__WORK TO BE COMPLETED__: Which lines in the records below contain the word "already"? Return each of them.

[Start of Attachment]

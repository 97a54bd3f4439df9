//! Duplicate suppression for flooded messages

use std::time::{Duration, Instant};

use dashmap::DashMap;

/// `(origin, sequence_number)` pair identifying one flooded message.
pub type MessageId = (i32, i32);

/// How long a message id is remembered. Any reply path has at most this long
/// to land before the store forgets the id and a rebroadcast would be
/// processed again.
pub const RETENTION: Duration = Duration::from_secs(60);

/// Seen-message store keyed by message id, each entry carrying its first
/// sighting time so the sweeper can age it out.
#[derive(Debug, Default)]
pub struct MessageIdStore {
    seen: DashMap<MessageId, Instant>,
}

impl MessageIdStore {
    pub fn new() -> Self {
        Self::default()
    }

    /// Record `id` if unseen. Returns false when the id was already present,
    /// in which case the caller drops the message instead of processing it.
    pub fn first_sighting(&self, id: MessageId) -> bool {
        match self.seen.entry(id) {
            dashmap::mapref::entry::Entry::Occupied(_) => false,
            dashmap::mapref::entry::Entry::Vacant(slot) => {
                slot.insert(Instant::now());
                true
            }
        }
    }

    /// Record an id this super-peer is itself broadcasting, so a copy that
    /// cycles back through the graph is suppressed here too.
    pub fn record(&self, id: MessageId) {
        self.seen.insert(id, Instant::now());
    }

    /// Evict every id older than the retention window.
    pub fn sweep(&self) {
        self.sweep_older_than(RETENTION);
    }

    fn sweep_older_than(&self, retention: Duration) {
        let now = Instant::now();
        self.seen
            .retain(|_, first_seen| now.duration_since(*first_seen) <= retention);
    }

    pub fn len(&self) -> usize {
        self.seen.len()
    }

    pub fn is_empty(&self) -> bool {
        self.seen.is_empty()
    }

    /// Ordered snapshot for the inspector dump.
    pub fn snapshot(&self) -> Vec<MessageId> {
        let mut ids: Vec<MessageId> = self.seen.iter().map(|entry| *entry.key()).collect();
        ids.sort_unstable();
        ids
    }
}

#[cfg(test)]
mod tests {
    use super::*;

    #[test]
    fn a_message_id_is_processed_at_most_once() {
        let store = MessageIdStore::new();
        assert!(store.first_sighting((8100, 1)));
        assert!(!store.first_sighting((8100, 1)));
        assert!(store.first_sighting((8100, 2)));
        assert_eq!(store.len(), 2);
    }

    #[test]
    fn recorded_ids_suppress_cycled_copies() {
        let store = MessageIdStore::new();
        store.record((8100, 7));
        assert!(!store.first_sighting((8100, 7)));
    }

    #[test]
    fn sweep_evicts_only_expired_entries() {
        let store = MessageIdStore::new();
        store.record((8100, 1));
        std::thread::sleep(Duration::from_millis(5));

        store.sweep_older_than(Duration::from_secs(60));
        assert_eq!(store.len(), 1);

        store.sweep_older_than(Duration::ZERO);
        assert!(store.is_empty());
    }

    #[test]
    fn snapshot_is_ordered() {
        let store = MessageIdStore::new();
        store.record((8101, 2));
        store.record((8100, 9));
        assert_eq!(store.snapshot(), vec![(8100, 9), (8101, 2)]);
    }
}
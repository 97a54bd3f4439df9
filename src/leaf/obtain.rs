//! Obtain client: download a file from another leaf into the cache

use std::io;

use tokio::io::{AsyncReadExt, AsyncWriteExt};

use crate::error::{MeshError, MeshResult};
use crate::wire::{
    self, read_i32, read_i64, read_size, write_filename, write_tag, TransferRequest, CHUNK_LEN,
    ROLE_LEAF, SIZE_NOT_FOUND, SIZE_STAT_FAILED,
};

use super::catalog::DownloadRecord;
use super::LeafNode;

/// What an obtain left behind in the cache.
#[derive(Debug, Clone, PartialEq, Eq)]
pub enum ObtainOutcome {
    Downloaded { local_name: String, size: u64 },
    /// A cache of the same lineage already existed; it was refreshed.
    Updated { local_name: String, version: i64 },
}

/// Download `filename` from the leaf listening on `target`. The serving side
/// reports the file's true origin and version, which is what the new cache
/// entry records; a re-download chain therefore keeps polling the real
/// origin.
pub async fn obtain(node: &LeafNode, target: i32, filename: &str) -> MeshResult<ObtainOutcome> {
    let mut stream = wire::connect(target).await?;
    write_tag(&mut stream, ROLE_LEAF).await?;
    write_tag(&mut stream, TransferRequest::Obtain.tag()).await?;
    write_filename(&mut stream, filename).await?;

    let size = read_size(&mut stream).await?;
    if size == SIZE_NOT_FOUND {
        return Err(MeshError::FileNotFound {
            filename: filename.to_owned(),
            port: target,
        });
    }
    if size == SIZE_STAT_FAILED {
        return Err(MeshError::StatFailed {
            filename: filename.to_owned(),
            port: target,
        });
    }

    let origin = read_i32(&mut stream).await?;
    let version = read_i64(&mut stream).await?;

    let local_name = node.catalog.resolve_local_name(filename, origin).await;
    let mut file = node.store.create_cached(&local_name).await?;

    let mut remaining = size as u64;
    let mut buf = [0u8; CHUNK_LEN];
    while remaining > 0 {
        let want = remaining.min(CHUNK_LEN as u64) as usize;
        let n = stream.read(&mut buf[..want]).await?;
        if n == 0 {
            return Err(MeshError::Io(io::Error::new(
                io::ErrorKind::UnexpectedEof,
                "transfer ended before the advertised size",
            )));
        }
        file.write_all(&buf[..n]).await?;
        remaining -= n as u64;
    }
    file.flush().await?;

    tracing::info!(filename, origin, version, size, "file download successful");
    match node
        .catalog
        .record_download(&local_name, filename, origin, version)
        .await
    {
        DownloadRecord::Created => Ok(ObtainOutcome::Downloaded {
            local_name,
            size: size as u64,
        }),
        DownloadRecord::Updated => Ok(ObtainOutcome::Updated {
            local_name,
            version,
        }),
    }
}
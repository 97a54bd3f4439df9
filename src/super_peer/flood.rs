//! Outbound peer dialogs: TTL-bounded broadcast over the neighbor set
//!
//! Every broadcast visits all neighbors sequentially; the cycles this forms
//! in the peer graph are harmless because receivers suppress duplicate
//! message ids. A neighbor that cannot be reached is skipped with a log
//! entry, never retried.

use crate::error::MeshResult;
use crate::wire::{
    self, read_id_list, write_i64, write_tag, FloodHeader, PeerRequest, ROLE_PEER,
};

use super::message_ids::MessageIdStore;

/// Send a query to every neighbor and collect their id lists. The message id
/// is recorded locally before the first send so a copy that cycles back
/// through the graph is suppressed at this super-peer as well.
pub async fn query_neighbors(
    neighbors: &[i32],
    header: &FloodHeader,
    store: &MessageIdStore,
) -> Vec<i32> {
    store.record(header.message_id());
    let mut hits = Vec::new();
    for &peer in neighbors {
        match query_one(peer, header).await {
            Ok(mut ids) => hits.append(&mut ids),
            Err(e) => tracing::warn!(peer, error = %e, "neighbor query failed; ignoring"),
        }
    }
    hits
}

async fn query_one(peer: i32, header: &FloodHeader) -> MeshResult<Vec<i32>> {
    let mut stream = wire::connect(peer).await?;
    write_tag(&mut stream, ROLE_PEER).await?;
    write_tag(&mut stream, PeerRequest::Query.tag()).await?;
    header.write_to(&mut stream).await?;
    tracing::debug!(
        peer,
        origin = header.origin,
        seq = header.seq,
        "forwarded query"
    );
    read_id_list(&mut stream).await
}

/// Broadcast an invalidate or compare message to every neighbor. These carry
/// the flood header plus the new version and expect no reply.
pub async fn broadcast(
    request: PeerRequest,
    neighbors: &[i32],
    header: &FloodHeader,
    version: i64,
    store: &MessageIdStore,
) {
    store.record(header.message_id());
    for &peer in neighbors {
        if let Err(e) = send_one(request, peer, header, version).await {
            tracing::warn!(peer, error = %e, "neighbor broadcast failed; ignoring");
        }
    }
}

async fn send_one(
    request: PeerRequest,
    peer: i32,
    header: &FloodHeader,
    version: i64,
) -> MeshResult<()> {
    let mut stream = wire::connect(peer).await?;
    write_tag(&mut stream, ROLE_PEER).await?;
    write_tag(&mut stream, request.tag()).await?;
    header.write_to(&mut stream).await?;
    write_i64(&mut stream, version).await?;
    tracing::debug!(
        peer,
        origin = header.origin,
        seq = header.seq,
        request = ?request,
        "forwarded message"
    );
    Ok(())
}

[End of Attachment]
[Start of Attachment]

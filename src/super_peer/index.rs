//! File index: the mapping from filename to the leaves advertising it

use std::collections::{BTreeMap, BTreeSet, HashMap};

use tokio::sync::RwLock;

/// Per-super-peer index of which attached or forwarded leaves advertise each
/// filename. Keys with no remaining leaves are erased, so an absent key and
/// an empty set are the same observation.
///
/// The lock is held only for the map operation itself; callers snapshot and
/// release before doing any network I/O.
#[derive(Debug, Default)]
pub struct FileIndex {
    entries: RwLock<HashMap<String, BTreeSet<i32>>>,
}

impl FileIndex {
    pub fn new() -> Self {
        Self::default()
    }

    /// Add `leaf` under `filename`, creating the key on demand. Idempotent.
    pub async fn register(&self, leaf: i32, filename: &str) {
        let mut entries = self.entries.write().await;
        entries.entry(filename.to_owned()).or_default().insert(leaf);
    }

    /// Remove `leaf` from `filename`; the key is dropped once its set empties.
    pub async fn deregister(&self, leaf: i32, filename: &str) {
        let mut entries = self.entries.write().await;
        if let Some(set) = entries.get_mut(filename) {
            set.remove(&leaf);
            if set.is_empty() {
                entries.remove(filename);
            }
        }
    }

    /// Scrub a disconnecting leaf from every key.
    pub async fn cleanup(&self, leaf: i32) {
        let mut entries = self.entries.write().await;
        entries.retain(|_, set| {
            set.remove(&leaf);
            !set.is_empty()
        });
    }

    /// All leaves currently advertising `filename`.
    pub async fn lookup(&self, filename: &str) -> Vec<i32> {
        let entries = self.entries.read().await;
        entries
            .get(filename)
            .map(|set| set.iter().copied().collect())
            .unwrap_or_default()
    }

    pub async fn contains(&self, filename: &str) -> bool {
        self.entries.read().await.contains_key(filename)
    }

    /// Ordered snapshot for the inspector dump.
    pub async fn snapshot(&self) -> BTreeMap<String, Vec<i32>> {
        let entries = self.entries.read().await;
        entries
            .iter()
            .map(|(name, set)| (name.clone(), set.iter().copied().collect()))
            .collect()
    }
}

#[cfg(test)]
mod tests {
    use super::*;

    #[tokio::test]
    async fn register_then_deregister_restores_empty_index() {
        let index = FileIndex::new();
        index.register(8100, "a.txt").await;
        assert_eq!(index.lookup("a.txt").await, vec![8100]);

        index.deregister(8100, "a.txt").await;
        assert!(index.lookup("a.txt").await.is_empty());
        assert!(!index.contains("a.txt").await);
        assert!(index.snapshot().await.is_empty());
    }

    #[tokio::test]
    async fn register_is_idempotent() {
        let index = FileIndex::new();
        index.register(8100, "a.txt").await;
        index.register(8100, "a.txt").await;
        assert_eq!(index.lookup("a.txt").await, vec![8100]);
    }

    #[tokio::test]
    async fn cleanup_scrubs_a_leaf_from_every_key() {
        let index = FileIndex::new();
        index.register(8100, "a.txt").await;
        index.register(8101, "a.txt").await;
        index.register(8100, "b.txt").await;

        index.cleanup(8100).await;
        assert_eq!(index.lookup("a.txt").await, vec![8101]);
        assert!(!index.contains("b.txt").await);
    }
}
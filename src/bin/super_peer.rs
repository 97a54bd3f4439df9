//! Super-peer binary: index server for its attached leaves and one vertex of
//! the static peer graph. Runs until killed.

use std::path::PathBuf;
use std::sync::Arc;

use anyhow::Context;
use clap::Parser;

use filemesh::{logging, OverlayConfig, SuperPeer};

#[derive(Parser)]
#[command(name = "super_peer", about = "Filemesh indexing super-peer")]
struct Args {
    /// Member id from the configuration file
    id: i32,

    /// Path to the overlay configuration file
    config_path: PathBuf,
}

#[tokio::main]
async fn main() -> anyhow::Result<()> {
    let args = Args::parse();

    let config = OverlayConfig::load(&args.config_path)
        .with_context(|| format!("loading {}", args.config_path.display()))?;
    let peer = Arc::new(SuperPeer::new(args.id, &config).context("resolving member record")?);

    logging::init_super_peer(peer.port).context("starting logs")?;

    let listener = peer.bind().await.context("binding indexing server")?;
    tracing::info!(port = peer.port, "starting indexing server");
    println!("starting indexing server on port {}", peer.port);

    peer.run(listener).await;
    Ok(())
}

[End of Attachment]

__EXERCISE RESULT__:
    /// Record `id` if unseen. Returns false when the id was already present,
    /// A cache of the same lineage already existed; it was refreshed.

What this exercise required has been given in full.